mod cmd;
mod exit;
mod logging;
mod output;

use clap::Parser;

use crate::cmd::Command;
use crate::logging::{init_logging, LogFormat, LogLevel};
use crate::output::OutputFormat;

#[derive(Parser, Debug)]
#[command(name = "poleplace", version, about = "Pole-placement control server")]
struct Cli {
    /// Output format for per-session lines (stdout).
    #[arg(long, value_name = "FORMAT", global = true)]
    format: Option<OutputFormat>,

    /// Log output format (stderr).
    #[arg(long, value_name = "FORMAT", default_value = "text", global = true)]
    log_format: LogFormat,

    /// Minimum log level (stderr).
    #[arg(
        long,
        value_name = "LEVEL",
        default_value = "info",
        env = "POLEPLACE_LOG_LEVEL",
        global = true
    )]
    log_level: LogLevel,

    #[command(subcommand)]
    command: Command,
}

fn main() {
    let cli = Cli::parse();
    init_logging(cli.log_format, cli.log_level);

    let format = cli.format.unwrap_or_default();
    let result = cmd::run(cli.command, format);

    match result {
        Ok(code) => std::process::exit(code),
        Err(err) => {
            eprintln!("error: {err}");
            std::process::exit(err.code);
        }
    }
}
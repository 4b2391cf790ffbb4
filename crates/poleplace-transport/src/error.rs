use std::net::SocketAddr;

/// Errors that can occur in plant transport operations.
#[derive(Debug, thiserror::Error)]
pub enum TransportError {
    /// Failed to create the listening socket.
    #[error("failed to create socket: {0}")]
    Socket(std::io::Error),

    /// Failed to restrict the socket to a network interface.
    #[error("failed to bind socket to interface {interface}: {source}")]
    BindDevice {
        interface: String,
        source: std::io::Error,
    },

    /// The interface name does not fit the platform limit.
    #[error("interface name too long ({len} bytes, max {max}): {interface}")]
    InterfaceNameTooLong {
        interface: String,
        len: usize,
        max: usize,
    },

    /// Failed to bind to the specified address.
    #[error("failed to bind to {addr}: {source}")]
    Bind {
        addr: SocketAddr,
        source: std::io::Error,
    },

    /// Failed to start listening on the bound socket.
    #[error("failed to listen on {addr}: {source}")]
    Listen {
        addr: SocketAddr,
        source: std::io::Error,
    },

    /// Failed to connect to the specified address.
    #[error("failed to connect to {addr}: {source}")]
    Connect {
        addr: SocketAddr,
        source: std::io::Error,
    },

    /// Failed to accept an incoming connection.
    #[error("failed to accept connection: {0}")]
    Accept(std::io::Error),

    /// An I/O error occurred on the transport stream.
    #[error("transport I/O error: {0}")]
    Io(#[from] std::io::Error),

    /// The requested socket capability is not available on this platform.
    #[error("unsupported on this platform: {0}")]
    Unsupported(&'static str),
}

pub type Result<T> = std::result::Result<T, TransportError>;
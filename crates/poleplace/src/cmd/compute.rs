use crate::cmd::ComputeArgs;
use crate::exit::{CliResult, SUCCESS};
use crate::output::{print_exchange, OutputFormat};

/// Runs the same step the server runs, starting from physical values.
pub fn run(args: ComputeArgs, format: OutputFormat) -> CliResult<i32> {
    let controller = args.control.controller()?;
    let exchange = controller.evaluate_values(args.vo, args.v1);
    tracing::debug!(
        request_vo = exchange.request.vo,
        request_v1 = exchange.request.v1,
        response = exchange.response.vi,
        "computed offline"
    );
    print_exchange(&exchange, format);
    Ok(SUCCESS)
}
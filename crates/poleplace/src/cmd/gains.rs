use poleplace_session::DEFAULT_LOG_PATH;
use poleplace_transport::{DEFAULT_BACKLOG, DEFAULT_INTERFACE, DEFAULT_PORT};

use crate::cmd::GainsArgs;
use crate::exit::{CliResult, SUCCESS};
use crate::output::{print_constants, OutputFormat};

pub fn run(args: GainsArgs, format: OutputFormat) -> CliResult<i32> {
    let controller = args.control.controller()?;

    let mut constants = vec![("q_gain", controller.quantizer().gain().to_string())];
    constants.extend(
        controller
            .gains()
            .iter()
            .map(|(name, value)| (name, value.to_string())),
    );
    constants.push(("resolution", controller.quantizer().resolution().to_string()));
    constants.push(("port", DEFAULT_PORT.to_string()));
    constants.push(("backlog", DEFAULT_BACKLOG.to_string()));
    constants.push(("interface", DEFAULT_INTERFACE.to_string()));
    constants.push(("log_file", DEFAULT_LOG_PATH.to_string()));

    print_constants(&constants, format);
    Ok(SUCCESS)
}
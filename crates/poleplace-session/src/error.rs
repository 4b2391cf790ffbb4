/// Errors that can occur while serving or running a session.
#[derive(Debug, thiserror::Error)]
pub enum SessionError {
    /// Transport-level error (setup, accept, socket options).
    #[error("transport error: {0}")]
    Transport(#[from] poleplace_transport::TransportError),

    /// Wire-level error (short read, short write, I/O).
    #[error("wire error: {0}")]
    Codec(#[from] poleplace_codec::CodecError),

    /// Controller configuration error.
    #[error("control error: {0}")]
    Control(#[from] poleplace_control::ControlError),
}

pub type Result<T> = std::result::Result<T, SessionError>;
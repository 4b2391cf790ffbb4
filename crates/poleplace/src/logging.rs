use clap::ValueEnum;
use tracing::level_filters::LevelFilter;

/// Encoding of diagnostic events on stderr.
#[derive(Copy, Clone, Debug, Default, PartialEq, Eq, ValueEnum)]
pub enum LogFormat {
    #[default]
    Text,
    /// One flat JSON object per event.
    Json,
}

#[derive(Copy, Clone, Debug, PartialEq, Eq, ValueEnum)]
pub enum LogLevel {
    Off,
    Error,
    Warn,
    Info,
    Debug,
    Trace,
}

impl From<LogLevel> for LevelFilter {
    fn from(level: LogLevel) -> Self {
        match level {
            LogLevel::Off => LevelFilter::OFF,
            LogLevel::Error => LevelFilter::ERROR,
            LogLevel::Warn => LevelFilter::WARN,
            LogLevel::Info => LevelFilter::INFO,
            LogLevel::Debug => LevelFilter::DEBUG,
            LogLevel::Trace => LevelFilter::TRACE,
        }
    }
}

/// Install the stderr subscriber. stdout carries only per-session lines.
pub fn init_logging(format: LogFormat, level: LogLevel) {
    let builder = tracing_subscriber::fmt()
        .with_writer(std::io::stderr)
        .with_max_level(LevelFilter::from(level))
        .with_ansi(false)
        .with_target(false);

    let installed = match format {
        LogFormat::Text => builder.try_init(),
        LogFormat::Json => builder.json().flatten_event(true).try_init(),
    };
    // Already installed (e.g. a second call in-process) is not an error.
    let _ = installed;
}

**What is needed:** Reproduce each line of the records in which the word "Trace" appears.

**Final answer:**
    Trace,
            LogLevel::Trace => LevelFilter::TRACE,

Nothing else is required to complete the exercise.